• **REQUIREMENT**
What follows is a set of records, each of which is to be written out exactly.

[Saved data entries]
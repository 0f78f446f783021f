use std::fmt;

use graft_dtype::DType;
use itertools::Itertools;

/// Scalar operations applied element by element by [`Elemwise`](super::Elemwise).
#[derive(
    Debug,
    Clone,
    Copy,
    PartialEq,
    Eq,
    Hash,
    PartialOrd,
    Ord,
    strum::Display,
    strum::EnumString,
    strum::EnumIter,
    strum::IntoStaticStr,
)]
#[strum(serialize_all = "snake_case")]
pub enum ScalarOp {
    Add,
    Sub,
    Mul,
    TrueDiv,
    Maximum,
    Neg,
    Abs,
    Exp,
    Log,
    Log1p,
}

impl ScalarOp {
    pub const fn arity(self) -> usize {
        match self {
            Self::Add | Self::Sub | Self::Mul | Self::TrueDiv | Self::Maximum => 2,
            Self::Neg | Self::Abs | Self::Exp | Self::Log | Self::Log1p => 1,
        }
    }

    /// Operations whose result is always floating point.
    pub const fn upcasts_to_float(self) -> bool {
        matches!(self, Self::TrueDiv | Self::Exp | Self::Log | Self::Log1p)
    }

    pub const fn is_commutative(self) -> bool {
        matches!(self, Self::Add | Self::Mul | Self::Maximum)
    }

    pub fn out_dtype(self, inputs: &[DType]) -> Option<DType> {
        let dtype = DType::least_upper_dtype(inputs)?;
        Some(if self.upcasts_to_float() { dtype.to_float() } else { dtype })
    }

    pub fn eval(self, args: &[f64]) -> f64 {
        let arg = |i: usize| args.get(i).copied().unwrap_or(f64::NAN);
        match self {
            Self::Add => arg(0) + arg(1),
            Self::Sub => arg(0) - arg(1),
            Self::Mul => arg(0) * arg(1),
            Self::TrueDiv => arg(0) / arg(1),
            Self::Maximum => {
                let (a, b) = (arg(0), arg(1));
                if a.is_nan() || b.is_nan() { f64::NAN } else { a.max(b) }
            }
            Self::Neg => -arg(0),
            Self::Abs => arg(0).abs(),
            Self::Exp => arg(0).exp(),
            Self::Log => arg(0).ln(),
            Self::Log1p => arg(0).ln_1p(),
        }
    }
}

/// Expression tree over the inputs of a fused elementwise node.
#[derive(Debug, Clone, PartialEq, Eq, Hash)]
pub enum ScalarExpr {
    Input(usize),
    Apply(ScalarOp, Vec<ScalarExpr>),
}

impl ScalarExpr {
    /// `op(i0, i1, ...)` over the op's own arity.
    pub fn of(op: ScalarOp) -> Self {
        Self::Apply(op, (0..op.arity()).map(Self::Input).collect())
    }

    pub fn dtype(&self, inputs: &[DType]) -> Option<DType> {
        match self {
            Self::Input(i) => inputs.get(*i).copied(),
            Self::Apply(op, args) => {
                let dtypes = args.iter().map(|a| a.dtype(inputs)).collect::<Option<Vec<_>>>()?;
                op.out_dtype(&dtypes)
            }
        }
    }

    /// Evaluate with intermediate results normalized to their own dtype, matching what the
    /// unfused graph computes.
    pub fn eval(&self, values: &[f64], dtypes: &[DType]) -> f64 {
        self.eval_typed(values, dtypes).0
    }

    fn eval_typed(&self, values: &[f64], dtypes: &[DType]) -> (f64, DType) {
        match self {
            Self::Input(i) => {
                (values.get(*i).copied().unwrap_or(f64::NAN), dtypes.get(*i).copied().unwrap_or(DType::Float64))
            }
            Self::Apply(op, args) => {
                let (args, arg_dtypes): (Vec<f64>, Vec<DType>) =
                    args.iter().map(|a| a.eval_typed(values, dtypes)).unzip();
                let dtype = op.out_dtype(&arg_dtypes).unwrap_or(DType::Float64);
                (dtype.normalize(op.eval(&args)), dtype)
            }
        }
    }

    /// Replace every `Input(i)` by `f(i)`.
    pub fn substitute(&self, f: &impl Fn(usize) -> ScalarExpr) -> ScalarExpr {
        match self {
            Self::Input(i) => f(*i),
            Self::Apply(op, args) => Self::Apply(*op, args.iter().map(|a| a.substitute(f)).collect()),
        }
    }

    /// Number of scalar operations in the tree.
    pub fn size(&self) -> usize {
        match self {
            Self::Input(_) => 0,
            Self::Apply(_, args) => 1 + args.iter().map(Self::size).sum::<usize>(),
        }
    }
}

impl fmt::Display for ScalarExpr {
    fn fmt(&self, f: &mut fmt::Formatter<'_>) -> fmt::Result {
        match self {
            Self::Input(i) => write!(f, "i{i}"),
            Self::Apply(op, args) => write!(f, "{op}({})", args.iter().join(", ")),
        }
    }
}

• **EXERCISE RESULT**
repository 0f78f446f783021f
use std::fmt;

use graft_dtype::DType;
use itertools::Itertools;

/// Scalar operations applied element by element by [`Elemwise`](super::Elemwise).
#[derive(
    Debug,
    Clone,
    Copy,
    PartialEq,
    Eq,
    Hash,
    PartialOrd,
    Ord,
    strum::Display,
    strum::EnumString,
    strum::EnumIter,
    strum::IntoStaticStr,
)]
#[strum(serialize_all = "snake_case")]
pub enum ScalarOp {
    Add,
    Sub,
    Mul,
    TrueDiv,
    Maximum,
    Neg,
    Abs,
    Exp,
    Log,
    Log1p,
}

impl ScalarOp {
    pub const fn arity(self) -> usize {
        match self {
            Self::Add | Self::Sub | Self::Mul | Self::TrueDiv | Self::Maximum => 2,
            Self::Neg | Self::Abs | Self::Exp | Self::Log | Self::Log1p => 1,
        }
    }

    /// Operations whose result is always floating point.
    pub const fn upcasts_to_float(self) -> bool {
        matches!(self, Self::TrueDiv | Self::Exp | Self::Log | Self::Log1p)
    }

    pub const fn is_commutative(self) -> bool {
        matches!(self, Self::Add | Self::Mul | Self::Maximum)
    }

    pub fn out_dtype(self, inputs: &[DType]) -> Option<DType> {
        let dtype = DType::least_upper_dtype(inputs)?;
        Some(if self.upcasts_to_float() { dtype.to_float() } else { dtype })
    }

    pub fn eval(self, args: &[f64]) -> f64 {
        let arg = |i: usize| args.get(i).copied().unwrap_or(f64::NAN);
        match self {
            Self::Add => arg(0) + arg(1),
            Self::Sub => arg(0) - arg(1),
            Self::Mul => arg(0) * arg(1),
            Self::TrueDiv => arg(0) / arg(1),
            Self::Maximum => {
                let (a, b) = (arg(0), arg(1));
                if a.is_nan() || b.is_nan() { f64::NAN } else { a.max(b) }
            }
            Self::Neg => -arg(0),
            Self::Abs => arg(0).abs(),
            Self::Exp => arg(0).exp(),
            Self::Log => arg(0).ln(),
            Self::Log1p => arg(0).ln_1p(),
        }
    }
}

/// Expression tree over the inputs of a fused elementwise node.
#[derive(Debug, Clone, PartialEq, Eq, Hash)]
pub enum ScalarExpr {
    Input(usize),
    Apply(ScalarOp, Vec<ScalarExpr>),
}

impl ScalarExpr {
    /// `op(i0, i1, ...)` over the op's own arity.
    pub fn of(op: ScalarOp) -> Self {
        Self::Apply(op, (0..op.arity()).map(Self::Input).collect())
    }

    pub fn dtype(&self, inputs: &[DType]) -> Option<DType> {
        match self {
            Self::Input(i) => inputs.get(*i).copied(),
            Self::Apply(op, args) => {
                let dtypes = args.iter().map(|a| a.dtype(inputs)).collect::<Option<Vec<_>>>()?;
                op.out_dtype(&dtypes)
            }
        }
    }

    /// Evaluate with intermediate results normalized to their own dtype, matching what the
    /// unfused graph computes.
    pub fn eval(&self, values: &[f64], dtypes: &[DType]) -> f64 {
        self.eval_typed(values, dtypes).0
    }

    fn eval_typed(&self, values: &[f64], dtypes: &[DType]) -> (f64, DType) {
        match self {
            Self::Input(i) => {
                (values.get(*i).copied().unwrap_or(f64::NAN), dtypes.get(*i).copied().unwrap_or(DType::Float64))
            }
            Self::Apply(op, args) => {
                let (args, arg_dtypes): (Vec<f64>, Vec<DType>) =
                    args.iter().map(|a| a.eval_typed(values, dtypes)).unzip();
                let dtype = op.out_dtype(&arg_dtypes).unwrap_or(DType::Float64);
                (dtype.normalize(op.eval(&args)), dtype)
            }
        }
    }

    /// Replace every `Input(i)` by `f(i)`.
    pub fn substitute(&self, f: &impl Fn(usize) -> ScalarExpr) -> ScalarExpr {
        match self {
            Self::Input(i) => f(*i),
            Self::Apply(op, args) => Self::Apply(*op, args.iter().map(|a| a.substitute(f)).collect()),
        }
    }

    /// Number of scalar operations in the tree.
    pub fn size(&self) -> usize {
        match self {
            Self::Input(_) => 0,
            Self::Apply(_, args) => 1 + args.iter().map(Self::size).sum::<usize>(),
        }
    }
}

impl fmt::Display for ScalarExpr {
    fn fmt(&self, f: &mut fmt::Formatter<'_>) -> fmt::Result {
        match self {
            Self::Input(i) => write!(f, "i{i}"),
            Self::Apply(op, args) => write!(f, "{op}({})", args.iter().join(", ")),
        }
    }
}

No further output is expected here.